## Exercise prompt
Please restate the data exactly, from the first line to the last.

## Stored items
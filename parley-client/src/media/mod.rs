mod media_config;
mod media_event;
mod webrtc_engine;

pub use media_config::*;
pub use media_event::*;
pub use webrtc_engine::*;

use crate::error::MediaEngineError;
use async_trait::async_trait;
use parley_core::{IceCandidate, IceServerConfig, Role, SdpKind};
use std::sync::Arc;
use tokio::sync::mpsc;

/// The single peer connection of a call, as seen by negotiation.
///
/// Asynchronous notifications (local candidates, state changes, inbound
/// data) are not callbacks on this trait: the engine pushes [`MediaEvent`]s
/// into the channel it was created with.
#[async_trait]
pub trait MediaEngine: Send + Sync {
    async fn create_offer(&self) -> Result<String, MediaEngineError>;

    async fn create_answer(&self) -> Result<String, MediaEngineError>;

    async fn set_local_description(&self, kind: SdpKind, sdp: String)
    -> Result<(), MediaEngineError>;

    async fn set_remote_description(
        &self,
        kind: SdpKind,
        sdp: String,
    ) -> Result<(), MediaEngineError>;

    /// Re-adding a candidate that is already applied must be harmless.
    async fn add_ice_candidate(&self, candidate: IceCandidate) -> Result<(), MediaEngineError>;

    async fn close(&self) -> Result<(), MediaEngineError>;
}

/// Builds the media engine for one call once the channel's ICE servers are known.
#[async_trait]
pub trait MediaEngineFactory: Send + Sync {
    async fn create(
        &self,
        role: Role,
        ice_servers: &[IceServerConfig],
        events: mpsc::Sender<MediaEvent>,
    ) -> Result<Arc<dyn MediaEngine>, MediaEngineError>;
}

## Task solution
filename parley-client/src/media/mod.rs
mod media_config;
mod media_event;
mod webrtc_engine;

pub use media_config::*;
pub use media_event::*;
pub use webrtc_engine::*;

use crate::error::MediaEngineError;
use async_trait::async_trait;
use parley_core::{IceCandidate, IceServerConfig, Role, SdpKind};
use std::sync::Arc;
use tokio::sync::mpsc;

/// The single peer connection of a call, as seen by negotiation.
///
/// Asynchronous notifications (local candidates, state changes, inbound
/// data) are not callbacks on this trait: the engine pushes [`MediaEvent`]s
/// into the channel it was created with.
#[async_trait]
pub trait MediaEngine: Send + Sync {
    async fn create_offer(&self) -> Result<String, MediaEngineError>;

    async fn create_answer(&self) -> Result<String, MediaEngineError>;

    async fn set_local_description(&self, kind: SdpKind, sdp: String)
    -> Result<(), MediaEngineError>;

    async fn set_remote_description(
        &self,
        kind: SdpKind,
        sdp: String,
    ) -> Result<(), MediaEngineError>;

    /// Re-adding a candidate that is already applied must be harmless.
    async fn add_ice_candidate(&self, candidate: IceCandidate) -> Result<(), MediaEngineError>;

    async fn close(&self) -> Result<(), MediaEngineError>;
}

/// Builds the media engine for one call once the channel's ICE servers are known.
#[async_trait]
pub trait MediaEngineFactory: Send + Sync {
    async fn create(
        &self,
        role: Role,
        ice_servers: &[IceServerConfig],
        events: mpsc::Sender<MediaEvent>,
    ) -> Result<Arc<dyn MediaEngine>, MediaEngineError>;
}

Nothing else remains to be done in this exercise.